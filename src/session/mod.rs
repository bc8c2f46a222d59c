//! Build session management

pub mod id;
pub mod registry;

pub use id::{BuildId, Session, BUILD_ID_HEX_LEN};
pub use registry::{SessionRegistry, DEFAULT_SESSION_TIMEOUT};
==============================
● **Assignment**: The required result is a verbatim copy of all the entries.

● **Written response**:
filename src/session/mod.rs
repository bc8c2f46a222d59c
//! Build session management

pub mod id;
pub mod registry;

pub use id::{BuildId, Session, BUILD_ID_HEX_LEN};
pub use registry::{SessionRegistry, DEFAULT_SESSION_TIMEOUT};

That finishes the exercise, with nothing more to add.